Per 1 juli 2016 is het beheer van de basisregistratie grootschalige topografie (BGT) in werking getreden. De opbouw van de kaart, in OWO verband, was op 1 juli 2016 gerealiseerd. De opbouw van alleen Ooststellingwerf was al op 1 april 2016 klaar.

Belastingsoorten

Woningwaarderingstelsel

De Tweede Kamer heeft de motie van het lid Monasch over aanpassing van het woningwaarderingstelsel per 1 oktober 2015 aangenomen. Per 1 januari 2006 was namelijk de gebruikersbeschikking WOZ voor de huurder verdwenen. Met deze aanpassing wordt dit gerepareerd en krijgen de huurders weer belang bij de verkrijging van de WOZ-waarde. Er zijn voor 2016 geen bezwaren binnengekomen van huurders.

Baatbelasting

In 2016 zijn de laatste aanslagen voor de baatbelasting (aanleg riolering) opgelegd. Dit komt door het aflopen van de termijn van de kostenverrekening met de inwoner.

Afvalstoffenheffing

Voor het ophalen en verwerken van afval vraagt de gemeente aan inwoners een vergoeding, dit noemen we Afvalstoffenheffing. De Afvalstoffenheffing bestaat uit een vast bedrag per woning (vastrecht) en bedrag voor het aantal keren dat afval wordt aangeboden (Diftar). Het vastrecht moet altijd worden betaald, ook als er geen afval wordt aangeboden.

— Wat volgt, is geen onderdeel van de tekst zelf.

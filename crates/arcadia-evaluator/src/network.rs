//! Fixed-topology feed-forward network used as the evolved snake policy.
//!
//! The genome is the flat weight vector. Layers are stored one after another;
//! each layer holds, for every output neuron, its bias followed by one weight per
//! input. Hidden layers use `tanh`, the output layer is linear and produces one
//! score per [`Turn`](arcadia_engine::snake::Turn).

use serde::{Deserialize, Serialize};

use crate::policy::{InvalidStateShape, Policy};

pub const OUTPUTS: usize = 3;

/// Persisted network bytes could not be turned back into a network.
#[derive(Debug, derive_more::Display, derive_more::Error)]
pub enum PolicyDecodeError {
    #[display("malformed network data: {_0}")]
    Json(serde_json::Error),
    #[display("network layout needs {expected} weights, got {actual}")]
    WeightCount {
        expected: usize,
        actual: usize,
    },
    #[display("network layout is too large to address its weights")]
    LayoutTooLarge,
}

/// Layer sizes of a network. The output layer always has [`OUTPUTS`] neurons.
#[derive(Debug, Clone, PartialEq, Eq, Serialize, Deserialize)]
pub struct NetworkLayout {
    pub inputs: usize,
    pub hidden: Vec<usize>,
}

impl NetworkLayout {
    #[must_use]
    pub fn new(inputs: usize, hidden: Vec<usize>) -> Self {
        Self { inputs, hidden }
    }

    /// `(inputs, outputs)` of every layer, input side first.
    fn layers(&self) -> impl Iterator<Item = (usize, usize)> + '_ {
        let sizes = || {
            std::iter::once(self.inputs)
                .chain(self.hidden.iter().copied())
                .chain(std::iter::once(OUTPUTS))
        };
        sizes().zip(sizes().skip(1))
    }

    /// Length of the genome for this layout, or `None` if it does not fit in
    /// a `usize`.
    #[must_use]
    pub fn checked_weight_count(&self) -> Option<usize> {
        self.layers().try_fold(0_usize, |total, (inputs, outputs)| {
            inputs
                .checked_add(1)?
                .checked_mul(outputs)?
                .checked_add(total)
        })
    }

    /// Length of the genome for this layout.
    ///
    /// # Panics
    ///
    /// Panics if the count overflows `usize`. Layouts read from untrusted data
    /// go through [`NetworkLayout::checked_weight_count`] instead.
    #[must_use]
    pub fn weight_count(&self) -> usize {
        self.checked_weight_count()
            .expect("network layout weight count overflows usize")
    }
}

#[derive(Debug, Clone, PartialEq, Serialize, Deserialize)]
#[serde(try_from = "NetworkParts")]
pub struct FeedForwardNetwork {
    layout: NetworkLayout,
    weights: Vec<f32>,
}

#[derive(Deserialize)]
struct NetworkParts {
    layout: NetworkLayout,
    weights: Vec<f32>,
}

impl TryFrom<NetworkParts> for FeedForwardNetwork {
    type Error = PolicyDecodeError;

    fn try_from(parts: NetworkParts) -> Result<Self, Self::Error> {
        Self::new(parts.layout, parts.weights)
    }
}

impl FeedForwardNetwork {
    pub fn new(layout: NetworkLayout, weights: Vec<f32>) -> Result<Self, PolicyDecodeError> {
        let expected = layout
            .checked_weight_count()
            .ok_or(PolicyDecodeError::LayoutTooLarge)?;
        if weights.len() != expected {
            return Err(PolicyDecodeError::WeightCount {
                expected,
                actual: weights.len(),
            });
        }
        Ok(Self { layout, weights })
    }

    #[must_use]
    pub fn layout(&self) -> &NetworkLayout {
        &self.layout
    }

    #[must_use]
    pub fn weights(&self) -> &[f32] {
        &self.weights
    }

    /// Runs the network on `input`.
    pub fn forward(&self, input: &[f32]) -> Result<[f32; OUTPUTS], InvalidStateShape> {
        InvalidStateShape::check(input, self.layout.inputs)?;

        let layer_count = self.layout.hidden.len() + 1;
        let mut activations = input.to_vec();
        let mut offset = 0;
        for (index, (inputs, outputs)) in self.layout.layers().enumerate() {
            let is_output = index + 1 == layer_count;
            let next: Vec<f32> = (0..outputs)
                .map(|neuron| {
                    let start = offset + neuron * (inputs + 1);
                    let row = &self.weights[start..start + inputs + 1];
                    let sum = row[0]
                        + row[1..]
                            .iter()
                            .zip(&activations)
                            .map(|(w, x)| w * x)
                            .sum::<f32>();
                    if is_output { sum } else { sum.tanh() }
                })
                .collect();
            activations = next;
            offset += outputs * (inputs + 1);
        }

        let mut scores = [0.0; OUTPUTS];
        scores.copy_from_slice(&activations);
        Ok(scores)
    }

    /// Encodes the network as JSON bytes.
    #[must_use]
    pub fn serialize(&self) -> Vec<u8> {
        serde_json::to_vec(self).expect("network contains only plain numbers")
    }

    pub fn deserialize(bytes: &[u8]) -> Result<Self, PolicyDecodeError> {
        serde_json::from_slice(bytes).map_err(PolicyDecodeError::Json)
    }
}

impl Policy for FeedForwardNetwork {
    type Input = [f32];

    fn scores(&mut self, input: &[f32]) -> Result<[f32; 3], InvalidStateShape> {
        self.forward(input)
    }
}
use serde::{Deserialize, Serialize};

use crate::InvalidRunnerConfig;

use super::JumpKinematics;

/// Geometry and timing of the runner world.
///
/// Defaults reproduce the classic 800×400 layout: ground 20 px above the bottom
/// edge, the agent fixed at x = 80 and hurdles spawning at the right edge.
#[derive(Debug, Clone, PartialEq, Serialize, Deserialize)]
#[serde(default)]
pub struct RunnerConfig {
    pub world_width: f32,
    pub world_height: f32,
    /// Distance between the ground line and the bottom edge of the world.
    pub ground_margin: f32,
    /// Simulation ticks per second of game time.
    pub ticks_per_second: f32,
    pub agent_x: f32,
    pub agent_width: f32,
    pub agent_height: f32,
    /// Vertical offset applied while ducking.
    pub duck_offset: f32,
    pub obstacle_width: f32,
    pub obstacle_height: f32,
    pub jump: JumpKinematics,
    pub difficulty: DifficultyConfig,
}

impl Default for RunnerConfig {
    fn default() -> Self {
        Self {
            world_width: 800.0,
            world_height: 400.0,
            ground_margin: 20.0,
            ticks_per_second: 60.0,
            agent_x: 80.0,
            agent_width: 73.0,
            agent_height: 106.0,
            duck_offset: 20.0,
            obstacle_width: 48.0,
            obstacle_height: 149.0,
            jump: JumpKinematics::default(),
            difficulty: DifficultyConfig::default(),
        }
    }
}

impl RunnerConfig {
    /// Y coordinate of the ground line.
    #[must_use]
    pub fn ground_y(&self) -> f32 {
        self.world_height - self.ground_margin
    }

    /// Rejects settings the world cannot be advanced with.
    pub fn validate(&self) -> Result<(), InvalidRunnerConfig> {
        let fail = |reason| Err(InvalidRunnerConfig { reason });
        if !(self.world_width > 0.0 && self.world_width.is_finite()) {
            return fail("world width must be finite and positive");
        }
        if !(self.ticks_per_second > 0.0 && self.ticks_per_second.is_finite()) {
            return fail("ticks per second must be finite and positive");
        }
        let jump = &self.jump;
        if !(jump.initial_velocity > 0.0 && jump.deceleration > 0.0) {
            return fail("jump velocity and deceleration must be positive");
        }
        if !(jump.initial_velocity.is_finite() && jump.deceleration.is_finite()) {
            return fail("jump kinematics must be finite");
        }
        self.difficulty.validate()
    }
}

/// Parameters of the speed curve and obstacle spacing schedule.
#[derive(Debug, Clone, PartialEq, Serialize, Deserialize)]
#[serde(default)]
pub struct DifficultyConfig {
    pub initial_speed: f32,
    pub max_speed: f32,
    /// Speed gained per second of elapsed time.
    pub ramp_rate: f32,
    /// Global floor for any spawn distance.
    pub min_distance: f32,
    /// Spacing assumed for an obstacle that carries no spawn hint.
    pub preferred_distance: f32,
    /// Maximum absolute jitter added to a drawn distance.
    pub jitter: i32,
    /// Seconds over which pattern weights drift from `initial_weights` to `final_weights`.
    pub weight_window: f32,
    /// Lower bound of every pattern weight after drift.
    pub weight_floor: f32,
    /// Weights of `[close, normal, far, mixed]` at time zero.
    pub initial_weights: [f32; 4],
    /// Weights of `[close, normal, far, mixed]` once the window has elapsed.
    pub final_weights: [f32; 4],
    /// Probability that an eligible spawn actually happens on a tick.
    pub spawn_chance: f64,
}

impl Default for DifficultyConfig {
    fn default() -> Self {
        Self {
            initial_speed: 7.0,
            max_speed: 15.0,
            ramp_rate: 0.1,
            min_distance: 180.0,
            preferred_distance: 300.0,
            jitter: 20,
            weight_window: 120.0,
            weight_floor: 0.05,
            initial_weights: [0.2, 0.5, 0.2, 0.1],
            final_weights: [0.5, 0.4, 0.05, 0.05],
            spawn_chance: 2.0 / 3.0,
        }
    }
}

impl DifficultyConfig {
    /// Rejects settings the spacing schedule cannot draw from.
    pub fn validate(&self) -> Result<(), InvalidRunnerConfig> {
        let fail = |reason| Err(InvalidRunnerConfig { reason });
        let speeds = [self.initial_speed, self.max_speed, self.ramp_rate];
        if !speeds.iter().all(|v| *v >= 0.0 && v.is_finite()) {
            return fail("speeds and ramp rate must be finite and non-negative");
        }
        if !(self.min_distance.is_finite() && self.preferred_distance.is_finite()) {
            return fail("spawn distances must be finite");
        }
        if self.jitter < 0 {
            return fail("jitter must not be negative");
        }
        if !(self.weight_window > 0.0 && self.weight_window.is_finite()) {
            return fail("weight window must be finite and positive");
        }
        if !(self.weight_floor > 0.0 && self.weight_floor.is_finite()) {
            return fail("weight floor must be finite and positive");
        }
        let mut weights = self.initial_weights.iter().chain(&self.final_weights);
        if !weights.all(|w| *w >= 0.0 && w.is_finite()) {
            return fail("pattern weights must be finite and non-negative");
        }
        if !(0.0..=1.0).contains(&self.spawn_chance) {
            return fail("spawn chance must be within [0, 1]");
        }
        Ok(())
    }
}

#[cfg(test)]
mod tests {
    use super::*;

    #[test]
    fn test_partial_config_falls_back_to_defaults() {
        let config: RunnerConfig =
            serde_json::from_str(r#"{ "world_width": 1200.0, "difficulty": { "max_speed": 20.0 } }"#)
                .unwrap();
        assert_eq!(config.world_width, 1200.0);
        assert_eq!(config.ground_y(), 380.0);
        assert_eq!(config.difficulty.max_speed, 20.0);
        assert_eq!(config.difficulty.initial_speed, 7.0);
    }

    #[test]
    fn test_default_config_is_valid() {
        RunnerConfig::default().validate().unwrap();
    }

    #[test]
    fn test_validate_rejects_unusable_values() {
        let difficulty = |d: DifficultyConfig| RunnerConfig {
            difficulty: d,
            ..RunnerConfig::default()
        };
        let bad = [
            RunnerConfig {
                ticks_per_second: 0.0,
                ..RunnerConfig::default()
            },
            RunnerConfig {
                jump: JumpKinematics {
                    deceleration: 0.0,
                    ..JumpKinematics::default()
                },
                ..RunnerConfig::default()
            },
            difficulty(DifficultyConfig {
                spawn_chance: 1.5,
                ..DifficultyConfig::default()
            }),
            difficulty(DifficultyConfig {
                spawn_chance: f64::NAN,
                ..DifficultyConfig::default()
            }),
            difficulty(DifficultyConfig {
                jitter: -1,
                ..DifficultyConfig::default()
            }),
            difficulty(DifficultyConfig {
                weight_floor: 0.0,
                initial_weights: [0.0; 4],
                ..DifficultyConfig::default()
            }),
            difficulty(DifficultyConfig {
                final_weights: [0.5, f32::INFINITY, 0.0, 0.0],
                ..DifficultyConfig::default()
            }),
            difficulty(DifficultyConfig {
                weight_window: 0.0,
                ..DifficultyConfig::default()
            }),
            difficulty(DifficultyConfig {
                max_speed: f32::NAN,
                ..DifficultyConfig::default()
            }),
        ];
        for config in bad {
            assert!(config.validate().is_err(), "{config:?}");
        }
    }

    #[test]
    fn test_edge_values_are_accepted() {
        let config = DifficultyConfig {
            jitter: 0,
            spawn_chance: 1.0,
            initial_weights: [0.0, 1.0, 0.0, 0.0],
            ..DifficultyConfig::default()
        };
        config.validate().unwrap();
    }
}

In 2016 zijn we, samen met onze partner Diftargemeenten Heerenveen en Opsterland, begonnen met het in kaart brengen van mogelijkheden om in 2020 aan de VANG-doelstellingen te kunnen voldoen. In het voorjaar van 2017 werken we dan een aantal scenario’s uit, die ingezet kunnen worden om bewustwording bij inwoners te vergroten en om een beter scheidingsgedrag te creëren. Afval is geen afval, maar een grondstof. Door goede scheiding bij de bron en nascheiding bij Omrin kan het ‘afval’ als grondstof worden gebruikt voor nieuwe producten.

Kwijtschelding

We voeren de kwijtschelding uit volgens de Uitvoeringsregeling van de Invorderingswet 1990. Als inkomenstoets voor de kwijtschelding wordt de 100% bijstandsnorm gehanteerd. Dit betekent dat, afgezien van vermogen c.a., aanvragers met een inkomen op bijstandsniveau in principe voor kwijtschelding in aanmerking komen. Kwijtschelding geldt niet voor alle belastingsoorten: onroerende zaakbelasting, baatbelasting, toeristen- en forensenbelasting zijn hierbij uitgesloten. Wij gaan uit van 100% van de bijstandsnorm. Aan het beleid is toegevoegd de mogelijkheid voor kwijtschelding aan ondernemers, rekening houden met de kosten voor kinderopvang en de doelgroep 65-plussers.